Juan de Mesa no podría haber imaginado en 1620 que su obra cumbre, Jesús del Gran Poder, se convertiría muy pronto en el icono de la Semana Santa de Sevilla y el motivo de la devoción de millares de creyentes en toda España. La soberbia escultura del artista cordobés, su sobrecogedor barroquismo y la expresión de sus facciones han hecho de la basílica de la plaza de San Lorenzo, en pleno corazón de la ciudad, lugar de peregrinación y penitencia de gentes de todo el mundo que rezan absortos ante la representación más cruelmente real, y al mismo tiempo sobrehumana, de Jesús camino del Calvario cargando el pesado madero de la cruz. Todas las madrugadas del Viernes Santo, cuando el andar racheado de los costaleros avanza con el paso de Cristo por las calles, el bullicio del público se acalla y en medio del silencio absoluto aparece el Señor del Gran Poder. Se puede escuchar hasta el crepitar de los cirios, nadie se mueve, suspendido el ánimo ante el magnetismo de esta prodigiosa obra de arte.
En pleno mes de junio se ha repetido en Sevilla esa manifestación popular de fervor. Un loco o lo que sea agredió a la imagen en su camarín, le partió un brazo e intentó derribarla, sin conseguirlo gracias a la intervención de un policía de paisano presente en el templo. No nos detendremos en los pormenores del sacrílego atentado porque lo que importa es que la talla en madera no sufrió daños irreparables, y al tercer día resucitó nuevamente expuesta a la devoción de los sevillanos. Un auténtico río humano ha desfilado durante todo el fin de semana por la basílica para besar las manos del Señor en íntimo acto de desagravio a la gratuita ofensa cometida por un descerebrado.
La sensación general fue de estupefacción nada más conocerse la noticia, como lo fue en los años ochenta cuando milagrosamente la sagrada imagen salió indemne del incendio ocasionado por la acumulación de cirios votivos a sus pies o cuando hace menos la talla tuvo que ser sometida a una ardua y delicada intervención para reparar los desperfectos ocasionados por el tiempo y los agentes ambientales. Nada de lo que ocurre al Gran Poder le es ajeno al pueblo sevillano, religiosa, cultural y antropológicamente unido a una de las más excelsas figuraciones del Redentor en su martirio.
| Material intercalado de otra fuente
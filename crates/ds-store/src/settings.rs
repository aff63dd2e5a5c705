use std::sync::Arc;

use ds_schemas::{find_book, find_language, Settings};
use tracing::{info, warn};

use crate::{set_json, KvBackend, StoreError, KEYS};

/// Persisted (book, lang) preference.
///
/// Defaults are written on first run only. Once values are known, an
/// unreadable store keeps the last-known values instead of falling back to
/// the defaults.
pub struct SettingsStore {
    backend: Arc<dyn KvBackend>,
    current: Settings,
}

impl SettingsStore {
    pub fn open(backend: Arc<dyn KvBackend>) -> Self {
        let mut store = Self {
            backend,
            current: Settings::default(),
        };
        store.load();
        store
    }

    pub fn current(&self) -> &Settings {
        &self.current
    }

    /// Refresh from the store.
    pub fn load(&mut self) -> &Settings {
        let book = self.read_field(KEYS.book, self.current.book.clone());
        let lang = self.read_field(KEYS.lang, self.current.lang.clone());
        self.current = Settings { book, lang };
        &self.current
    }

    pub fn set_book(&mut self, book: &str) -> Result<&Settings, StoreError> {
        if find_book(book).is_none() {
            return Err(StoreError::Rejected(format!("unknown book '{book}'")));
        }
        set_json(self.backend.as_ref(), KEYS.book, book)?;
        self.current.book = book.to_string();
        info!(book, "book preference saved");
        Ok(&self.current)
    }

    pub fn set_lang(&mut self, lang: &str) -> Result<&Settings, StoreError> {
        if find_language(lang).is_none() {
            return Err(StoreError::Rejected(format!("unknown language '{lang}'")));
        }
        set_json(self.backend.as_ref(), KEYS.lang, lang)?;
        self.current.lang = lang.to_string();
        info!(lang, "language preference saved");
        Ok(&self.current)
    }

    fn read_field(&self, key: &str, fallback: String) -> String {
        match self.backend.get(key) {
            Ok(Some(raw)) => match serde_json::from_str::<String>(&raw) {
                Ok(v) if !v.is_empty() => v,
                _ => {
                    warn!(key, "stored setting undecodable; keeping '{}'", fallback);
                    fallback
                }
            },
            Ok(None) => {
                // First run: persist the default so later runs read it back.
                if let Err(e) = set_json(self.backend.as_ref(), key, &fallback) {
                    warn!(key, error = %e, "could not persist default setting");
                }
                fallback
            }
            Err(e) => {
                warn!(key, error = %e, "settings read failed; keeping '{}'", fallback);
                fallback
            }
        }
    }
}

#[cfg(test)]
mod tests {
    use super::*;
    use crate::MemoryBackend;

    #[test]
    fn first_run_writes_defaults() {
        let be = Arc::new(MemoryBackend::new());
        let s = SettingsStore::open(be.clone());
        assert_eq!(s.current(), &Settings::default());
        assert_eq!(be.get(KEYS.book).unwrap().as_deref(), Some("\"bukhari\""));
        assert_eq!(be.get(KEYS.lang).unwrap().as_deref(), Some("\"eng\""));
    }

    #[test]
    fn unknown_values_rejected_without_write() {
        let be = Arc::new(MemoryBackend::new());
        let mut s = SettingsStore::open(be.clone());
        assert!(matches!(s.set_book("nope"), Err(StoreError::Rejected(_))));
        assert!(matches!(s.set_lang("de"), Err(StoreError::Rejected(_))));
        assert_eq!(s.current(), &Settings::default());
    }

    #[test]
    fn persisted_values_reloaded() {
        let be = Arc::new(MemoryBackend::new());
        {
            let mut s = SettingsStore::open(be.clone());
            s.set_book("muslim").unwrap();
            s.set_lang("ara").unwrap();
        }
        let s = SettingsStore::open(be);
        assert_eq!(s.current().book, "muslim");
        assert_eq!(s.current().lang, "ara");
    }
}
Suele ser un lugar común el hecho de afirmar que gentes muy diversas, creyentes o no creyentes, sienten inmenso respeto por el significado de esta imagen que Juan de Mesa elevó ciertamente a la categoría de deidad. Pero es lo cierto, y cualquier observador independiente puede constatarlo en la madrugá sevillana por excelencia.
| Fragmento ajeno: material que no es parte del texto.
//! ds-browse
//!
//! Reader-side data flow for one open section:
//!
//! - [`SectionPager`]: downloads the section once and windows it into
//!   fixed-size pages appended to an accumulating list. Fetch results carry a
//!   [`FetchTicket`]; results whose ticket predates the last reset are dropped.
//! - [`item_state`] / [`reconcile_page`]: per-item bookmark / reaction state,
//!   recomputed on every call.

mod pager;
mod reconcile;

pub use pager::{Completion, FetchTicket, PagerPhase, SectionPager, PAGE_SIZE};
pub use reconcile::{item_state, reconcile_page, ItemState};
//! 一辺6cmの立方体に触れたときの反力を提示するデモ．
//!
//! `cargo run --example cube -- --firmware nifalcon_test_fw.bin`

use clap::Parser;
use falcon_haptics::sim::SimulatedFalcon;
use falcon_haptics::{
    session, BoxBoundary, FalconDevice, HapticDevice, LoopConfig, NewtonPerMeter, RetryPolicy,
    SerialComm, SerialFalcon,
};
use std::path::PathBuf;
use std::process::ExitCode;
use std::sync::atomic::{AtomicBool, Ordering};
use std::sync::Arc;
use std::time::Duration;
use tracing_subscriber::EnvFilter;

#[derive(Parser)]
#[command(name = "cube", about = "Push back from the walls of a virtual cube")]
struct Args {
    /// 開くデバイスの番号
    #[arg(long, default_value = "0")]
    index: usize,

    /// ファームウェアが動いていないときに書き込むイメージ
    #[arg(long, value_name = "FILE")]
    firmware: Option<PathBuf>,

    /// 書き込んだファームウェアの照合を省く
    #[arg(long)]
    skip_checksum: bool,

    /// 壁のばね定数[N/m]
    #[arg(long, default_value = "1000.0")]
    stiffness: f64,

    /// 連続して失敗してよいI/Oサイクルの数．0なら無制限
    #[arg(long, default_value = "10000")]
    max_failures: u32,

    /// 失敗したサイクルのあとに待つ時間[us]
    #[arg(long, default_value = "100")]
    backoff_us: u64,

    /// 行うI/Oサイクルの数．省略すればCtrl-Cまで続ける
    #[arg(long)]
    cycles: Option<u64>,

    /// 実機の代わりに模擬デバイスを使う
    #[arg(long)]
    simulate: bool,
}

fn main() -> ExitCode {
    let filter = EnvFilter::try_from_default_env().unwrap_or_else(|_| EnvFilter::new("info"));
    tracing_subscriber::fmt().with_env_filter(filter).init();

    let args = Args::parse();
    match run(&args) {
        Ok(()) => ExitCode::SUCCESS,
        Err(e) => {
            eprintln!("{}, exiting...", e);
            ExitCode::FAILURE
        }
    }
}

fn run(args: &Args) -> falcon_haptics::Result<()> {
    let mut device = open_device(args)?;
    session::open_session(device.as_mut(), args.index)?;

    let stop = Arc::new(AtomicBool::new(false));
    let stop_clone = Arc::clone(&stop);
    if let Err(e) = ctrlc::set_handler(move || stop_clone.store(true, Ordering::Relaxed)) {
        eprintln!("Cannot install Ctrl-C handler: {}", e);
    }

    let stiffness = NewtonPerMeter::<f64>::new(args.stiffness);
    let boundary = BoxBoundary::default().with_stiffness(stiffness);
    let config = LoopConfig {
        retry: retry_policy(args.max_failures, args.backoff_us),
        max_cycles: args.cycles,
    };
    let stats = session::run_cube(device.as_mut(), &boundary, &config, &stop)?;
    println!(
        "Demonstration finished! {} cycles, {} failed",
        stats.cycles, stats.failed_cycles
    );
    Ok(())
}

fn open_device(args: &Args) -> falcon_haptics::Result<Box<dyn HapticDevice>> {
    if args.simulate {
        let sim = SimulatedFalcon::with_firmware(1);
        // 立方体の底面から5mm入り込んだ位置に置く
        sim.handle().set_position([0.0, 0.0, 0.10]);
        return Ok(Box::new(FalconDevice::new(sim)));
    }
    let mut device = SerialFalcon::new(SerialComm::default()).skip_checksum(args.skip_checksum);
    if let Some(path) = &args.firmware {
        device = device.with_firmware_file(path)?;
    }
    Ok(Box::new(device))
}

fn retry_policy(max_failures: u32, backoff_us: u64) -> RetryPolicy {
    let backoff = Duration::from_micros(backoff_us);
    match max_failures {
        0 => RetryPolicy {
            max_consecutive_failures: None,
            backoff,
        },
        n => RetryPolicy::bounded(n, backoff),
    }
}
La reflexión surge espontánea: ¿cómo es posible que se pueda estar debatiendo sobre la supresión del Crucifijo en las escuelas cuando se dan en nuestra sociedad muestras tan significativas de afecto y apego a los símbolos más queridos del pueblo? Sinceramente creemos que la convivencia con otras confesiones minoritarias no debería inducir al legislador a borrar de nuestra historia tradiciones enraizadas en el común de los españoles, la inmensa mayoría de los cuales no siente el menor rechazo a la presencia de la Cruz. El ejemplo que acaban de dar los sevillanos acudiendo en multitudes ante el Señor del Gran Poder debería ser un referente muy válido antes de tomar decisiones que van contra los más hondos sentimientos populares. ¿De verdad hiere a alguien que el Crucifijo esté presente en la toma de posesión de los ministros ante el Rey, la cúspide de cuya Corona está rematada por la Cruz? Ganas de crear conflictos donde no los hay.
Me esfuerzo en imaginar cómo será un funeral civil y se me antoja que nadie se reconocerá en ese remedo de oficio litúrgico sin cura. Salvo la expresa petición de los deudos, no hay motivo para suplantar una ceremonia que forma parte de las costumbres en España por un acto descafeinado. Conozco a personas agnósticas que no se rasgan las vestiduras por tener que asistir en la iglesia a la misa de difuntos. Pero conozco a muchas más, creyentes, que verían impropio encomendar el alma de su pariente o amigo en el ámbito de unas exequias civiles.
Naturalmente que se podrá legislar sobre todo ello, y como demócratas debemos asumir el resultado de la voluntad colectiva formulada por la soberanía nacional en las Cortes Generales. Pero también es de sentido común mirar al pueblo antes de embarcarse en normas contrarias a los sentimientos más compartidos. Y acaso que los proponentes de la inminente Ley de Libertad Religiosa se hubieran dado una vuelta por la sevillana plaza de San Lorenzo, aunque sus creencias no les hubieran permitido entrar en la basílica a besar las manos del Gran Poder.